Aldo è sempre spassoso nelle sue espressioni. Si parlava di anziani che vogliono a tutti i costi fare i giovani e il suo commento  fu il seguente:

"Se von äd  s 'sant'an al diz ch'al se senta cme von äd vint, l'è bele ora ch' al  comincia la cura".  
(Se uno di sessant'anni dice di sentirsi come a venti significa che è tempo che inizi a curarsi seriamente).

Prima di entrare i Barilla Aldo Cabrini lavorava alla Bormioli Rocco. Era Caposquadra nel Reparto Forni. Lavorava e studiava e siccome aveva un cervello di prima qualità, in poco tempo, riusci a laurearsi anche con dei bei voti.
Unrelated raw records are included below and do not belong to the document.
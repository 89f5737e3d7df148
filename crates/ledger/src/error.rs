//! Ledger error model.

use thiserror::Error;

use crate::store::StoreError;
use crate::validation::ShortfallList;

/// Failure of a ledger operation.
#[derive(Debug, Error)]
pub enum LedgerError {
    /// One or more line items exceed available quantity at validation time.
    /// Recoverable by the caller (adjust the order); nothing was mutated.
    /// Missing inventory records fold into this as zero availability.
    #[error("insufficient stock: {0}")]
    InsufficientStock(ShortfallList),

    /// A store read/write failed transiently. No movement was recorded for
    /// the failed item, so a retry is safe.
    #[error("persistence failure: {0}")]
    Persistence(#[from] StoreError),

    /// Some line items were applied and some failed. Applied items are
    /// recorded in the movement log, so retrying completes only the
    /// remainder. Reported for operational follow-up, not auto-retried.
    #[error("{operation} applied partially: {failed} of {total} line items failed")]
    PartialFailure {
        operation: &'static str,
        failed: usize,
        total: usize,
    },

    /// The movement log contradicts itself (e.g. more stock restocked than
    /// was ever deducted for an order). Rejected rather than silently
    /// mutating inventory.
    #[error("invariant violated: {0}")]
    Invariant(String),
}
Il sig.Rocco aveva apprezzato molto questa dimostrazione di buona volonta'. Lo chiamo' in ufficio, si complimentò con lui e poi gli disse che ormai, come laureato, era destinato a diventare un capo per cui doveva cominciare a farsi rispettare dagli operai e, tanto per cominciare, doveva farsi dare del "lei". Dopo alcuni giorni il sig.Rocco scese in reparto dove, accompagnato da Cabrini, fece un giro tra gli impianti. Mentre camminavano gli chiese se aveva cominciato a mettere in pratica le sue disposizioni.Cabrini lo stava rassicurando sull'argomento quando, da dietro un forno, qualcuno che non aveva visto che c'era il titolare, urlò:

"Aldo, ti e 't'à fat! Venot si o no ch'l'é do ór ch'at spét!."  
(Aldo, te e chi ti ha fatto, vieni o no che sono due ore che ti aspetto ?)

Il sig. Rocco allargo' le braccia e spari' senza fare commenti.

Aldilà delle battute posso dire che in occasione del pensionamento non ho ancora visto nessuno, nemmeno i più "duri", che non si siano commossi.